Гейдрих, выглядевший бледным и измученным, холодно поблагодарил меня и одарил своих изумленных спутников двумя крупными купюрами. Привидение исчезло. Огонь, сжигавший его, догорел.
Я отправился погулять по «вилле», неаполитанскому приморскому парку, слушая шепот волн и удивляясь, почему события этого вечера вызвали у меня такую тревогу. И тут до меня дошло. Во время моих исследований я наткнулся на довольно скучный дневник одного немца по имени Букардус, который был церемониймейстером при дворе его святейшества папы Александра VI. Так вот, сухо и безо всяких эмоций, этот Букардус рассказывал, как этот папа любил в присутствии своей дочери Лукреции Борджиа забавляться тем, что приглашал в палаццо Борджиа, названное в его честь и сохранившееся до сих пор, красивых полуодетых куртизанок. Отец и дочь с наслаждением наблюдали, как женщины ожесточенно дерутся с дюжими гвардейцами его святейшества, которых тоже приглашали сюда. Как и Рейнхард Гейдрих, Александр VI разбрасывал по комнате дукаты, и они ползали по полу, собирая их под креслами и сундуками, столами и табуретами.

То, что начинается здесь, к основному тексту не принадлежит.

use async_trait::async_trait;
use seatcamp_core::attempt;
use seatcamp_core::camp::{AttemptResult, CampState, Campaign, StepOutcome, camp};
use seatcamp_core::cancel::cancel_channel;
use seatcamp_core::config::CampConfig;
use seatcamp_core::crn::parse_crns;
use seatcamp_core::session::{PageSession, SessionError};
use std::time::Duration;

/// One scripted page state per attempt; `refresh` advances to the next.
struct Page {
    alerts: Vec<&'static str>,
    body: &'static str,
}

impl Page {
    fn closed() -> Self {
        Self {
            alerts: vec!["Closed Section"],
            body: "",
        }
    }

    fn registered() -> Self {
        Self {
            alerts: vec![],
            body: "You are registered!",
        }
    }
}

struct ScriptedSession {
    pages: Vec<Page>,
    current: usize,
    submits: usize,
    typed: Vec<String>,
    refreshes: usize,
    submit_times_out: bool,
}

impl ScriptedSession {
    fn new(pages: Vec<Page>) -> Self {
        Self {
            pages,
            current: 0,
            submits: 0,
            typed: Vec::new(),
            refreshes: 0,
            submit_times_out: false,
        }
    }

    fn page(&self) -> &Page {
        &self.pages[self.current]
    }
}

#[async_trait]
impl PageSession for ScriptedSession {
    async fn current_url(&mut self) -> Result<String, SessionError> {
        Ok("https://example.test/ssb/classRegistration/classRegistration".into())
    }

    async fn navigate(&mut self, _url: &str) -> Result<(), SessionError> {
        Ok(())
    }

    async fn click_labeled(
        &mut self,
        label: &str,
        _timeout: Duration,
    ) -> Result<(), SessionError> {
        if label == attempt::SUBMIT {
            if self.submit_times_out {
                return Err(SessionError::Timeout {
                    operation: label.to_string(),
                });
            }
            self.submits += 1;
        }
        Ok(())
    }

    async fn fill_input_after_label(
        &mut self,
        _label: &str,
        value: &str,
        _timeout: Duration,
    ) -> Result<(), SessionError> {
        self.typed.push(value.to_string());
        Ok(())
    }

    async fn alert_texts(&mut self) -> Result<Vec<String>, SessionError> {
        Ok(self.page().alerts.iter().map(|s| s.to_string()).collect())
    }

    async fn visible_text(&mut self) -> Result<String, SessionError> {
        Ok(self.page().body.to_string())
    }

    async fn refresh(&mut self) -> Result<(), SessionError> {
        self.refreshes += 1;
        if self.current + 1 < self.pages.len() {
            self.current += 1;
        }
        Ok(())
    }
}

fn fast_config() -> CampConfig {
    CampConfig {
        min_delay_s: 0,
        max_delay_s: 0,
        tab_timeout_ms: 0,
        control_timeout_ms: 0,
        entry_settle_ms: 0,
        submit_settle_ms: 0,
        refresh_settle_ms: 0,
        ..CampConfig::default()
    }
}

#[tokio::test]
async fn camps_until_the_first_final_success() {
    let mut session =
        ScriptedSession::new(vec![Page::closed(), Page::closed(), Page::registered()]);
    let batch = parse_crns("29626");
    let (_handle, mut cancel) = cancel_channel();

    let result = camp(&mut session, &batch.codes, &fast_config(), &mut cancel).await;

    assert!(result.is_final_success());
    assert_eq!(session.submits, 3, "exactly one attempt per scripted page");
    assert_eq!(session.refreshes, 2, "refresh between attempts only");
}

#[tokio::test]
async fn cancellation_during_suspend_stops_before_the_next_attempt() {
    let mut session = ScriptedSession::new(vec![Page::closed()]);
    let batch = parse_crns("29626");
    let config = CampConfig {
        // Long delay so the suspend point is where cancellation lands.
        min_delay_s: 600,
        max_delay_s: 600,
        ..fast_config()
    };

    let (handle, mut cancel) = cancel_channel();
    handle.cancel();

    let result = camp(&mut session, &batch.codes, &config, &mut cancel).await;

    assert_eq!(result, AttemptResult::stopped_by_user());
    assert!(!result.succeeded);
    assert!(result.unavailable);
    assert_eq!(result.diagnostics, vec!["Stopped by user"]);
    assert_eq!(session.submits, 1, "no attempt after the cancelled suspend");
}

#[tokio::test]
async fn step_advances_the_state_machine() {
    let mut session = ScriptedSession::new(vec![Page::closed(), Page::registered()]);
    let batch = parse_crns("29626");
    let config = fast_config();
    let mut campaign = Campaign::new();
    assert_eq!(campaign.attempt, 1);
    assert_eq!(campaign.state, CampState::Running);

    match campaign.step(&mut session, &batch.codes, &config).await {
        StepOutcome::Retry(result) => {
            assert!(result.unavailable);
            assert!(!result.succeeded);
        }
        other => panic!("expected retry, got {other:?}"),
    }
    assert_eq!(campaign.state, CampState::Running);

    session.refresh().await.unwrap();
    campaign.attempt += 1;

    match campaign.step(&mut session, &batch.codes, &config).await {
        StepOutcome::Succeeded(result) => assert!(result.is_final_success()),
        other => panic!("expected success, got {other:?}"),
    }
    assert_eq!(campaign.state, CampState::Succeeded);
    assert_eq!(campaign.attempt, 2);
    assert!(campaign.last.unwrap().succeeded);
}

#[tokio::test]
async fn attempt_failure_becomes_a_retryable_result() {
    let mut session = ScriptedSession::new(vec![Page::registered()]);
    session.submit_times_out = true;
    let batch = parse_crns("29626");
    let mut campaign = Campaign::new();

    match campaign
        .step(&mut session, &batch.codes, &fast_config())
        .await
    {
        StepOutcome::Retry(result) => {
            assert!(!result.succeeded);
            assert!(!result.unavailable);
            assert_eq!(result.diagnostics.len(), 1);
            assert!(result.diagnostics[0].contains("submitting registration"));
        }
        other => panic!("expected retry, got {other:?}"),
    }
    assert_eq!(campaign.state, CampState::Running);
}

#[tokio::test]
async fn duplicate_codes_are_submitted_once_per_list_entry() {
    // Operator input "12345, 12345 abcde": two valid entries, one notice.
    let batch = parse_crns("12345, 12345 abcde");
    assert_eq!(batch.codes.len(), 2);
    assert_eq!(batch.skipped.len(), 1);
    assert_eq!(batch.skipped[0].token, "abcde");

    let mut session = ScriptedSession::new(vec![Page::registered()]);
    let (_handle, mut cancel) = cancel_channel();
    let result = camp(&mut session, &batch.codes, &fast_config(), &mut cancel).await;

    assert!(result.is_final_success());
    assert_eq!(session.typed, vec!["12345", "12345"]);
    assert_eq!(session.submits, 1);
}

На следующий день я осторожно поинтересовался у Гейдриха, знает ли он о семействе Борджиа. Естественно, он слышал пару непристойных анекдотов, которыми изобилует история этого рода, но ничего не знал о церемониймейстере и его дневнике. Как бы то ни было, сцена в Доме провинций показала мне, что знание прошлого может быть весьма поучительным.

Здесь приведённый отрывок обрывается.